Concerns Over This Year's Flu Vaccine

WINSTON SALEM, N.C. -- Five people have already died from the flu, so far this flu season in North Carolina.

Doctors say the best way to protect yourself is a flu shot, but some are skeptical

"Well, I don't really think they work. The only time my husband and I ever got them, we've never been so sick in our lives so we've been avoiding them like the plague," said Tiffany King, who doesn't get a flu shot.

She says flu shots just aren't for her and her family, and she's not alone.

On Tuesday, we spoke with doctors about the flu shot, that might not be very effective this year.

I spoke with others today who just don't get flu shots, but we also spoke to a few who do.

When I told them this year's flu shot is predicted to only be about 10 percent effective, everyone was shocked.

Usually these predictions are made after watching how Winter went in the Southern Hemisphere. In Australia, many watched on as during their winter months, the vaccine was only effective on about one in 10 people.

RELATED: Flu Season Has Arrived and It Could Be a Bad One

For folks who did, and folks who didn't get their shot this year, they all had similar reactions.

"10 percent effective? That doesn't make me feel very secure about her getting a flu shot," said Edith Enriquez, who got her flu shot.

"10 percent? That's it? I mean, I guess going natural is better. Taking all the right steps to keeping your health in tact is basically good," said Thaddaeus Crawford, who did not get his flu shot.
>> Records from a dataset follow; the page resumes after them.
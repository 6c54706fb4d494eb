// src/models/reminder.rs

use chrono::{DateTime, Utc};
use serde::{Deserialize, Serialize};
use sqlx::FromRow;
use validator::Validate;

use crate::common::db_utils::required;
use crate::models::record::{NewRecord, Record};
use crate::schema::Table;

// Lembrete agendado. O envio em si não é responsabilidade deste serviço,
// só a marcação `is_sent`.
#[derive(Debug, Clone, PartialEq, Serialize, Deserialize, FromRow)]
#[serde(rename_all = "camelCase")]
pub struct Reminder {
    pub id: i64,
    pub lease_id: Option<i64>,
    pub tenant_id: Option<i64>,
    pub user_id: Option<i64>,
    pub message: String,
    pub remind_at: DateTime<Utc>,
    pub is_sent: bool,
    pub created_at: DateTime<Utc>,
}

#[derive(Debug, Clone, Deserialize, Validate)]
#[serde(rename_all = "camelCase")]
pub struct NewReminder {
    pub lease_id: Option<i64>,
    pub tenant_id: Option<i64>,
    pub user_id: Option<i64>,
    #[validate(custom(function = "required"))]
    pub message: String,
    pub remind_at: DateTime<Utc>,
}

impl Record for Reminder {
    const TABLE: Table = Table::Reminders;
    type Draft = NewReminder;

    fn as_draft(&self) -> NewReminder {
        NewReminder {
            lease_id: self.lease_id,
            tenant_id: self.tenant_id,
            user_id: self.user_id,
            message: self.message.clone(),
            remind_at: self.remind_at,
        }
    }

    fn id(&self) -> i64 {
        self.id
    }

    fn key_part(&self, _column: &str) -> Option<String> {
        None
    }

    fn foreign_key(&self, column: &str) -> Option<i64> {
        match column {
            "lease_id" => self.lease_id,
            "tenant_id" => self.tenant_id,
            "user_id" => self.user_id,
            _ => None,
        }
    }

    fn check_constraints(&self) -> Result<(), &'static str> {
        if self.lease_id.is_none() && self.tenant_id.is_none() && self.user_id.is_none() {
            return Err("ck_reminders_target");
        }
        Ok(())
    }
}

impl NewRecord for NewReminder {
    type Record = Reminder;

    fn into_record(self, id: i64, now: DateTime<Utc>) -> Reminder {
        Reminder {
            id,
            lease_id: self.lease_id,
            tenant_id: self.tenant_id,
            user_id: self.user_id,
            message: self.message,
            remind_at: self.remind_at,
            is_sent: false,
            created_at: now,
        }
    }
}
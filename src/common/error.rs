use serde::Serialize;
use thiserror::Error;

use crate::schema::Table;

/// Lado da chave estrangeira que falhou.
#[derive(Debug, Clone, Copy, PartialEq, Eq, Serialize)]
#[serde(rename_all = "snake_case")]
pub enum ReferenceConflict {
    /// INSERT/UPDATE apontando para uma linha-pai inexistente.
    MissingParent,
    /// DELETE de uma linha-pai ainda referenciada por uma FK RESTRICT.
    StillReferenced,
}

// Nosso tipo de erro, agora com `thiserror` para melhor ergonomia.
#[derive(Debug, Error)]
pub enum AppError {
    #[error("Erro de validação")]
    ValidationError(#[from] validator::ValidationErrors),

    #[error("Valor duplicado viola a restrição única '{constraint}'")]
    UniqueViolation { constraint: String },

    #[error("Violação de integridade referencial em '{constraint}' ({conflict:?})")]
    ForeignKeyViolation {
        constraint: String,
        conflict: ReferenceConflict,
    },

    #[error("Campo obrigatório ausente: {table}.{column}")]
    MissingRequiredField { table: Table, column: String },

    #[error("Valor fora do tamanho ou da precisão da coluna {table}.{column}")]
    ValueOutOfRange { table: Table, column: String },

    #[error("Restrição de verificação violada: '{constraint}'")]
    CheckViolation { constraint: String },

    #[error("Registro {id} não encontrado em {table}")]
    NotFound { table: Table, id: i64 },

    #[error("A tabela {0} aceita apenas inserções")]
    AppendOnly(Table),

    #[error("Credenciais inválidas")]
    InvalidCredentials,

    #[error("Estado dos fixtures divergente: {0}")]
    FixtureMismatch(String),

    // Variante para erros de banco de dados (exemplo com sqlx)
    #[error("Erro de banco de dados: {0}")]
    DatabaseError(#[from] sqlx::Error),

    // `anyhow::Error` é ótimo para capturar o contexto do erro.
    #[error("Erro interno do servidor: {0}")]
    InternalServerError(#[from] anyhow::Error),

    #[error("Erro de Bcrypt: {0}")]
    BcryptError(#[from] bcrypt::BcryptError),
}

impl AppError {
    /// Verdadeiro para os erros gerados por restrições do esquema
    /// ou pelo tipo das colunas.
    pub fn is_constraint_violation(&self) -> bool {
        matches!(
            self,
            AppError::UniqueViolation { .. }
                | AppError::ForeignKeyViolation { .. }
                | AppError::MissingRequiredField { .. }
                | AppError::ValueOutOfRange { .. }
                | AppError::CheckViolation { .. }
        )
    }

    pub fn constraint(&self) -> Option<&str> {
        match self {
            AppError::UniqueViolation { constraint }
            | AppError::ForeignKeyViolation { constraint, .. }
            | AppError::CheckViolation { constraint } => Some(constraint),
            _ => None,
        }
    }
}
// src/schema.rs

// Catálogo declarativo do esquema: tabelas, chaves únicas e chaves estrangeiras.
// As migrações em `migrations/` são a versão SQL deste mesmo contrato; o MemoryStore
// usa o catálogo para aplicar as mesmas regras sem banco de dados.

use serde::Serialize;
use std::fmt;

#[derive(Debug, Clone, Copy, PartialEq, Eq, Hash, PartialOrd, Ord, Serialize)]
#[serde(rename_all = "snake_case")]
pub enum Table {
    Roles,
    Users,
    Properties,
    Units,
    Tenants,
    Leases,
    Invoices,
    Payments,
    MaintenanceRequests,
    Reminders,
    AuditLogs,
}

impl Table {
    pub const ALL: [Table; 11] = [
        Table::Roles,
        Table::Users,
        Table::Properties,
        Table::Units,
        Table::Tenants,
        Table::Leases,
        Table::Invoices,
        Table::Payments,
        Table::MaintenanceRequests,
        Table::Reminders,
        Table::AuditLogs,
    ];

    /// Nome da tabela no banco.
    pub const fn name(self) -> &'static str {
        match self {
            Table::Roles => "roles",
            Table::Users => "users",
            Table::Properties => "properties",
            Table::Units => "units",
            Table::Tenants => "tenants",
            Table::Leases => "leases",
            Table::Invoices => "invoices",
            Table::Payments => "payments",
            Table::MaintenanceRequests => "maintenance_requests",
            Table::Reminders => "reminders",
            Table::AuditLogs => "audit_logs",
        }
    }

    /// Tabelas que só aceitam INSERT pela aplicação.
    pub const fn is_append_only(self) -> bool {
        matches!(self, Table::AuditLogs)
    }
}

impl fmt::Display for Table {
    fn fmt(&self, f: &mut fmt::Formatter<'_>) -> fmt::Result {
        f.write_str(self.name())
    }
}

#[derive(Debug, Clone, Copy, PartialEq, Eq, Serialize)]
pub enum ReferentialAction {
    Restrict,
    Cascade,
    SetNull,
}

impl ReferentialAction {
    pub const fn as_sql(self) -> &'static str {
        match self {
            ReferentialAction::Restrict => "RESTRICT",
            ReferentialAction::Cascade => "CASCADE",
            ReferentialAction::SetNull => "SET NULL",
        }
    }
}

#[derive(Debug, Clone, Copy, PartialEq, Eq, Serialize)]
pub struct ForeignKey {
    pub name: &'static str,
    pub table: Table,
    pub column: &'static str,
    pub references: Table,
    pub on_delete: ReferentialAction,
    pub on_update: ReferentialAction,
}

#[derive(Debug, Clone, Copy, PartialEq, Eq, Serialize)]
pub struct UniqueConstraint {
    pub name: &'static str,
    pub table: Table,
    pub columns: &'static [&'static str],
}

const fn fk(
    name: &'static str,
    table: Table,
    column: &'static str,
    references: Table,
    on_delete: ReferentialAction,
) -> ForeignKey {
    // Todas as FKs do esquema propagam alterações de chave (ON UPDATE CASCADE)
    ForeignKey {
        name,
        table,
        column,
        references,
        on_delete,
        on_update: ReferentialAction::Cascade,
    }
}

use ReferentialAction::{Cascade, Restrict, SetNull};

pub const FOREIGN_KEYS: &[ForeignKey] = &[
    fk("fk_users_role", Table::Users, "role_id", Table::Roles, Restrict),
    fk("fk_properties_owner", Table::Properties, "owner_id", Table::Users, SetNull),
    fk("fk_units_property", Table::Units, "property_id", Table::Properties, Cascade),
    fk("fk_leases_unit", Table::Leases, "unit_id", Table::Units, Restrict),
    fk("fk_leases_tenant", Table::Leases, "tenant_id", Table::Tenants, Restrict),
    fk("fk_invoices_lease", Table::Invoices, "lease_id", Table::Leases, Restrict),
    fk("fk_payments_invoice", Table::Payments, "invoice_id", Table::Invoices, Restrict),
    fk("fk_payments_received_by", Table::Payments, "received_by", Table::Users, SetNull),
    fk("fk_maintenance_unit", Table::MaintenanceRequests, "unit_id", Table::Units, Cascade),
    fk("fk_maintenance_tenant", Table::MaintenanceRequests, "tenant_id", Table::Tenants, SetNull),
    fk("fk_reminders_lease", Table::Reminders, "lease_id", Table::Leases, Cascade),
    fk("fk_reminders_tenant", Table::Reminders, "tenant_id", Table::Tenants, Cascade),
    fk("fk_reminders_user", Table::Reminders, "user_id", Table::Users, Cascade),
    fk("fk_audit_logs_user", Table::AuditLogs, "user_id", Table::Users, SetNull),
];

pub const UNIQUE_CONSTRAINTS: &[UniqueConstraint] = &[
    UniqueConstraint { name: "uq_roles_name", table: Table::Roles, columns: &["name"] },
    UniqueConstraint { name: "uq_users_username", table: Table::Users, columns: &["username"] },
    UniqueConstraint { name: "uq_users_email", table: Table::Users, columns: &["email"] },
    UniqueConstraint {
        name: "uq_properties_name_address",
        table: Table::Properties,
        columns: &["name", "address"],
    },
    UniqueConstraint {
        name: "uq_units_property_number",
        table: Table::Units,
        columns: &["property_id", "unit_number"],
    },
    UniqueConstraint {
        name: "uq_tenants_national_id",
        table: Table::Tenants,
        columns: &["national_id"],
    },
    UniqueConstraint {
        name: "uq_leases_unit_tenant_start",
        table: Table::Leases,
        columns: &["unit_id", "tenant_id", "lease_start"],
    },
    UniqueConstraint {
        name: "uq_invoices_number",
        table: Table::Invoices,
        columns: &["invoice_number"],
    },
];

/// FKs declaradas pela tabela (lado filho).
pub fn foreign_keys_of(table: Table) -> impl Iterator<Item = &'static ForeignKey> {
    FOREIGN_KEYS.iter().filter(move |fk| fk.table == table)
}

/// FKs de outras tabelas que apontam para `table` (lado pai).
pub fn referencing(table: Table) -> impl Iterator<Item = &'static ForeignKey> {
    FOREIGN_KEYS.iter().filter(move |fk| fk.references == table)
}

pub fn unique_constraints_of(table: Table) -> impl Iterator<Item = &'static UniqueConstraint> {
    UNIQUE_CONSTRAINTS.iter().filter(move |uq| uq.table == table)
}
While doctors and health departments in our area have heard about the possible effectiveness of the vaccine, everyone I talked to is still urging people to get the shot, because the flu is still a very serious problem.

"Every year we have several folks die from influenza. Folks who get the flu vaccine every year, they retain a little bit of the immunity from the previous year's vaccine. So, someone who has had a flu vaccine every year for the past 15 years is much more protected than someone who got their first and only flu vaccine this year," said Dr. Lon Morgan, a Family Practice Physician at Novant Health Friedberg Family Medicine.

While people on the street differ on whether or not they should get the flu shot, health experts remain adamant, the flu shot is the way to go.

Of course, they also recommend common health practices like always washing your hands, and sneezing into a tissue or your elbow.